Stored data
──────────
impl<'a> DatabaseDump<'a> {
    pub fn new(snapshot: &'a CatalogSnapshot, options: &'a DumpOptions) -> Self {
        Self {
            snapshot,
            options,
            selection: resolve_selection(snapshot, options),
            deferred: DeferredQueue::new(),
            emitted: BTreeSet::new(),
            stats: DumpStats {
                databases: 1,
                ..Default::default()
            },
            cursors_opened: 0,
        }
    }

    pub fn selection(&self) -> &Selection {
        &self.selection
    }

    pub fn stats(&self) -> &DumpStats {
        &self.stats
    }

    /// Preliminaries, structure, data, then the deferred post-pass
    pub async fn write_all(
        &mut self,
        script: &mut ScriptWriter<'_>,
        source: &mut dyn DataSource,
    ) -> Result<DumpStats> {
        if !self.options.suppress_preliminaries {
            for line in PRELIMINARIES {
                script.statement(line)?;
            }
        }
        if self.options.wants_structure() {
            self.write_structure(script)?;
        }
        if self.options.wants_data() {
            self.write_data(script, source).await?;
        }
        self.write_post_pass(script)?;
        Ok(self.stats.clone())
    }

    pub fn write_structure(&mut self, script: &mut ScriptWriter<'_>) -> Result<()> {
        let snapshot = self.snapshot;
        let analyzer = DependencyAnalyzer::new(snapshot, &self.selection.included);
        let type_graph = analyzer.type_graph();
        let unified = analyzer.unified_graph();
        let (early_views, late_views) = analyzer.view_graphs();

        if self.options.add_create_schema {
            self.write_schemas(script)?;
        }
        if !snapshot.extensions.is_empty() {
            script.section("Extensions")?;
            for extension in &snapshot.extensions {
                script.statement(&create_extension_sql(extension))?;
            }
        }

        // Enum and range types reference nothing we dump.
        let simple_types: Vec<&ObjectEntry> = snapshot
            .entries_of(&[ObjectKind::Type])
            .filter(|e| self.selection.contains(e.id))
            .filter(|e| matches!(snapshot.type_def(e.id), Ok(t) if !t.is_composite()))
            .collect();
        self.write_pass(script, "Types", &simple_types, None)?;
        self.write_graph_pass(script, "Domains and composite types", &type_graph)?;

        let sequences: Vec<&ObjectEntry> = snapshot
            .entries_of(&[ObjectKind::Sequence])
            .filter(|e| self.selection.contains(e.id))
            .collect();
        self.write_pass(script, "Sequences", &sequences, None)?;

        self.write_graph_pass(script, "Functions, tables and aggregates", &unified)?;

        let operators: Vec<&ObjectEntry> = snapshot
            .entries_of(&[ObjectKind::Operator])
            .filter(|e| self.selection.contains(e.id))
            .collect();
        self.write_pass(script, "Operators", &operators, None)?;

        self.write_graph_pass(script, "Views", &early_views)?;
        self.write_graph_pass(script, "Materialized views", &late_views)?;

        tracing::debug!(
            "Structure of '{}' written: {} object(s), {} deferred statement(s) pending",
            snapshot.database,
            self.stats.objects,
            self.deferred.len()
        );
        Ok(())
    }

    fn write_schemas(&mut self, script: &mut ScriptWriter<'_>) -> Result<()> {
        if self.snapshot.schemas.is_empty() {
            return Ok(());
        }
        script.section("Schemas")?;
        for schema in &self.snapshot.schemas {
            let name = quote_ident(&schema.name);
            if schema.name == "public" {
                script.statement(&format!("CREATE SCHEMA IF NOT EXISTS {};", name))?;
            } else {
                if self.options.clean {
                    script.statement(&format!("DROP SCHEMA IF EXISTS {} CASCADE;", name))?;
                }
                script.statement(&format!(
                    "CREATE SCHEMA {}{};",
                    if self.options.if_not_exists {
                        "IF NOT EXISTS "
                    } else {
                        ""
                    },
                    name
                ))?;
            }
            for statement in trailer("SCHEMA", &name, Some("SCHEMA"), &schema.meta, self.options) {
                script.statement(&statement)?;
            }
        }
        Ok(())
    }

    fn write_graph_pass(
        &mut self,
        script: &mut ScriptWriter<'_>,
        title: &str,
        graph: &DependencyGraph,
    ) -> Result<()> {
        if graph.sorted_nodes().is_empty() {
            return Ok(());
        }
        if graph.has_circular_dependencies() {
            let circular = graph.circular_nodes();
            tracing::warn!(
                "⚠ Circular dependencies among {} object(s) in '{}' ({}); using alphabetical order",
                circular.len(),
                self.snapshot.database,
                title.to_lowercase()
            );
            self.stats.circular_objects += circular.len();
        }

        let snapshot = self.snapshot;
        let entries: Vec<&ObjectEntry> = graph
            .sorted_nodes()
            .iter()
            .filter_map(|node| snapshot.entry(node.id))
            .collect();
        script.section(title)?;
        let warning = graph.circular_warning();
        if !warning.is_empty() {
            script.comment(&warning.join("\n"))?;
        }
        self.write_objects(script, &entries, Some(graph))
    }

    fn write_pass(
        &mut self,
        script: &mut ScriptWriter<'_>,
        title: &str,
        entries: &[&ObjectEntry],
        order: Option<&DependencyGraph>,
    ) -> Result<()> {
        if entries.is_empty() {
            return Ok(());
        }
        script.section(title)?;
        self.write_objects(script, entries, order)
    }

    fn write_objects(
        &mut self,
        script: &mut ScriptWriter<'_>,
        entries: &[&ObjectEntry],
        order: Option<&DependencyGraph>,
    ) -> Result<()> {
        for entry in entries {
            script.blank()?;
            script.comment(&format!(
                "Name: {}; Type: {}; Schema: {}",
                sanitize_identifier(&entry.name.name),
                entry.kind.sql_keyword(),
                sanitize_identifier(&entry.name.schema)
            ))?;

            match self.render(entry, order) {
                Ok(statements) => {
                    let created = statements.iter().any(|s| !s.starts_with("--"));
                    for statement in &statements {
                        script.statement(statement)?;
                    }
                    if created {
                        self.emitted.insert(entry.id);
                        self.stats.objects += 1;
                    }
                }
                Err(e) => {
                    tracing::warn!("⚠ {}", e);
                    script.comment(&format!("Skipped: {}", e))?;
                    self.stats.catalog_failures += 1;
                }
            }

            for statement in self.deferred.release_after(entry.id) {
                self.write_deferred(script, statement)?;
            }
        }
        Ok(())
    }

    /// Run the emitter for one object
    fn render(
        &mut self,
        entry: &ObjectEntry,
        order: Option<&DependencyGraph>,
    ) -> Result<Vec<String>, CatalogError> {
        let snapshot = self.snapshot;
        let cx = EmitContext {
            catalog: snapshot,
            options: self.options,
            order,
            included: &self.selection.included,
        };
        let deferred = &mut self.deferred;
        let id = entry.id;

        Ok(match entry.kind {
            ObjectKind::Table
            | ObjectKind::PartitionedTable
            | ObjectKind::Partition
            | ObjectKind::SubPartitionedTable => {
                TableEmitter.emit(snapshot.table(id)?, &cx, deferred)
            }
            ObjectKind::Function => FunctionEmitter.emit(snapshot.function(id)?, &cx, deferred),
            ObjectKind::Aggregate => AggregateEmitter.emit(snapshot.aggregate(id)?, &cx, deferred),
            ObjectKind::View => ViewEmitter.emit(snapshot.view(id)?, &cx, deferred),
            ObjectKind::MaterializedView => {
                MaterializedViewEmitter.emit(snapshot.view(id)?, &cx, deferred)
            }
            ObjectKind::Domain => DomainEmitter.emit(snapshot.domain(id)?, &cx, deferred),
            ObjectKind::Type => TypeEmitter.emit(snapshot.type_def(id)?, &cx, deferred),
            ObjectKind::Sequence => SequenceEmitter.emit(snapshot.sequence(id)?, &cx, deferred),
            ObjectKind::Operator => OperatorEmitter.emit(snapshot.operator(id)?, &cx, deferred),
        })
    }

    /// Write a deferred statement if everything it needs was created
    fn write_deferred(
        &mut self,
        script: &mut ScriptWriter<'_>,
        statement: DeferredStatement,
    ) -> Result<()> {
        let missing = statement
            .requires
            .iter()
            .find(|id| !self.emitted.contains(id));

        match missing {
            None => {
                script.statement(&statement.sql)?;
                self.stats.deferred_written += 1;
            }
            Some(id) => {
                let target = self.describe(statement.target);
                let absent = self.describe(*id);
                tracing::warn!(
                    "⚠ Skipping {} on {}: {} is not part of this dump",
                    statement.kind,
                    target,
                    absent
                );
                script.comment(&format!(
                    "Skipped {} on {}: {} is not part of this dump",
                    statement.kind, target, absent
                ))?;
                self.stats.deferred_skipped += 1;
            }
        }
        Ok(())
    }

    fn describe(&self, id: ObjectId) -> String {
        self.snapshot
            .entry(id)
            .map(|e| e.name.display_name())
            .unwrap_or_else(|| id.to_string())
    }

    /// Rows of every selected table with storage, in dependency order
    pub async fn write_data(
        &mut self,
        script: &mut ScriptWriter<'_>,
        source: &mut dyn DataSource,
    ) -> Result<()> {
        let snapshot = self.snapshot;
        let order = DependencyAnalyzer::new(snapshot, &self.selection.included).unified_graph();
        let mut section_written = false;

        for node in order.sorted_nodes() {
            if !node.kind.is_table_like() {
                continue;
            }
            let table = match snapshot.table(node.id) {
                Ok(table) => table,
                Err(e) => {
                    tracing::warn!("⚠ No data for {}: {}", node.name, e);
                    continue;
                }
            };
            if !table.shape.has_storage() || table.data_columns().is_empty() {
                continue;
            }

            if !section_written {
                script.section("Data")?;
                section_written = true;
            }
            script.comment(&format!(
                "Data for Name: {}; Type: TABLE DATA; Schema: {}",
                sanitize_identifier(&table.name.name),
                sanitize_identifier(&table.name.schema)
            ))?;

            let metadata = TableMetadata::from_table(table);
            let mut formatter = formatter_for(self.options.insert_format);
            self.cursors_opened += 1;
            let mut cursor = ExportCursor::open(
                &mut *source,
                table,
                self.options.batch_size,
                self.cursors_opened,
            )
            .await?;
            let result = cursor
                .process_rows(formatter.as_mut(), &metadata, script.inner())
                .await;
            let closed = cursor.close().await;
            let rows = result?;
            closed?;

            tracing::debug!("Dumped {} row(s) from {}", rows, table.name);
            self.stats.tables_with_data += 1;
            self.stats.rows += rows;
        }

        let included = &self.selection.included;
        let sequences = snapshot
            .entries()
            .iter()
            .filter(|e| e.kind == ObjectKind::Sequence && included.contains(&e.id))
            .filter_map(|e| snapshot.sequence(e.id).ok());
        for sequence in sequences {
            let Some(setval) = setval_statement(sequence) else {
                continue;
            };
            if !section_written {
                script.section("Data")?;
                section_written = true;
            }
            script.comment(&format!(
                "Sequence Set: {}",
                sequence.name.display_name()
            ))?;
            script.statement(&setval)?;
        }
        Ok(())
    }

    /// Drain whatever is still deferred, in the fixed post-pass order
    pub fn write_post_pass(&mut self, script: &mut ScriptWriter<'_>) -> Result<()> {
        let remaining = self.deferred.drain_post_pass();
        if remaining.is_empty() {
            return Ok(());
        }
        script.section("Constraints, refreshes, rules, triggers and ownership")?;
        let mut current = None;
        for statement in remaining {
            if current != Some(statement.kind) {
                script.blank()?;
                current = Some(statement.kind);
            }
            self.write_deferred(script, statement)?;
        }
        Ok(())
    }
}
──────────
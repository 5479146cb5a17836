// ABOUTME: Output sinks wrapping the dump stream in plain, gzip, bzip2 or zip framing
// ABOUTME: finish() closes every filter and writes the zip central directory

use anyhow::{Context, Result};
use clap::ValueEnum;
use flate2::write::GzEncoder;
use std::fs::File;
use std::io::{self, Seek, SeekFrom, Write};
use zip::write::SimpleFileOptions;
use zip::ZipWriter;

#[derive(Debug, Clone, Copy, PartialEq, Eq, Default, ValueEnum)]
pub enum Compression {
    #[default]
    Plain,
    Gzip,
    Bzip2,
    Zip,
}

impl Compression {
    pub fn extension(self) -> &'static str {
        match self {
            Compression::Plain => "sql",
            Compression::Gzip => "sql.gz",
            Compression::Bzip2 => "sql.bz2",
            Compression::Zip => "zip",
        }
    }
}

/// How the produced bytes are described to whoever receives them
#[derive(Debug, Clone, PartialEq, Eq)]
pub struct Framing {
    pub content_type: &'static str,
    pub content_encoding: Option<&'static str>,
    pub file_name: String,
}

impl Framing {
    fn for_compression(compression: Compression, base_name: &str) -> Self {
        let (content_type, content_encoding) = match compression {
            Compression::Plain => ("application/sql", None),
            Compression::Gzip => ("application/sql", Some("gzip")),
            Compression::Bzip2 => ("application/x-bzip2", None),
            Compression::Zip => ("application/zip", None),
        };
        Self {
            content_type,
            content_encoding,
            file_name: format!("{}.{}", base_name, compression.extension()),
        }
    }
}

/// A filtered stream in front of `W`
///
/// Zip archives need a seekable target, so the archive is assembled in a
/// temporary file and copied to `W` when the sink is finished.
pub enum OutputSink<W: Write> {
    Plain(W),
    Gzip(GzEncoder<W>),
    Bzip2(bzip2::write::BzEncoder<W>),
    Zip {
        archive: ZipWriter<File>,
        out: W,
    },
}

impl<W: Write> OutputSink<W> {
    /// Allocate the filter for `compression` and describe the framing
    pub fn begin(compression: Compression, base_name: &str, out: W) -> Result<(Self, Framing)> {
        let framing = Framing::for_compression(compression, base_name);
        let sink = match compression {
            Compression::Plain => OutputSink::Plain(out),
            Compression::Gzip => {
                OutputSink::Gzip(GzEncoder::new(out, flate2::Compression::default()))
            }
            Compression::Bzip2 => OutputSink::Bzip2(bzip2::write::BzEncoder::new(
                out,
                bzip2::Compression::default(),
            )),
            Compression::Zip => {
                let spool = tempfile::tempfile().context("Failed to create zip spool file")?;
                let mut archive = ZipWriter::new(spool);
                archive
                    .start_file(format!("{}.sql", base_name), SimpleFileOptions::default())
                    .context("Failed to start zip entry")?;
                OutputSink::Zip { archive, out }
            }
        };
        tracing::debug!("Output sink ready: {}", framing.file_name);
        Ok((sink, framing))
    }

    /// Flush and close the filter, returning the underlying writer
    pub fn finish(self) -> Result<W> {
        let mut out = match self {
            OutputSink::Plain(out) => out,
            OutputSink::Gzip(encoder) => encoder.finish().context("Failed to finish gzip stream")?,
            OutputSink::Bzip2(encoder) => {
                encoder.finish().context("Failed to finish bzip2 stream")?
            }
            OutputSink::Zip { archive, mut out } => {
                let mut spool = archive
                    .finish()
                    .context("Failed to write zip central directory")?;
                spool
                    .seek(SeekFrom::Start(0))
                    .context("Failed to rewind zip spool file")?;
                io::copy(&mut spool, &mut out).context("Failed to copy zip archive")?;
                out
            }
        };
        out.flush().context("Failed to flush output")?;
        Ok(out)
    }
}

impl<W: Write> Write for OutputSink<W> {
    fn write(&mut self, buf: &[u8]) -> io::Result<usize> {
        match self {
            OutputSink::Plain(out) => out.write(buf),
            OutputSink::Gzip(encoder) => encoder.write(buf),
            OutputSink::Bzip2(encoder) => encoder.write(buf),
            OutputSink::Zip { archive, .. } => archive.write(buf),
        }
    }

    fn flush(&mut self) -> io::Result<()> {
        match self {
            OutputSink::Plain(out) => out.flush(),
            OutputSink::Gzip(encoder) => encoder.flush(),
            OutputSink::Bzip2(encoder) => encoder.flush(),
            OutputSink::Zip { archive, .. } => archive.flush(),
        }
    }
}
──────────
◆ Exercise details
Report the lines above that have the word "SimpleFileOptions" in them.

◆ Exercise answer
use zip::write::SimpleFileOptions;
                    .start_file(format!("{}.sql", base_name), SimpleFileOptions::default())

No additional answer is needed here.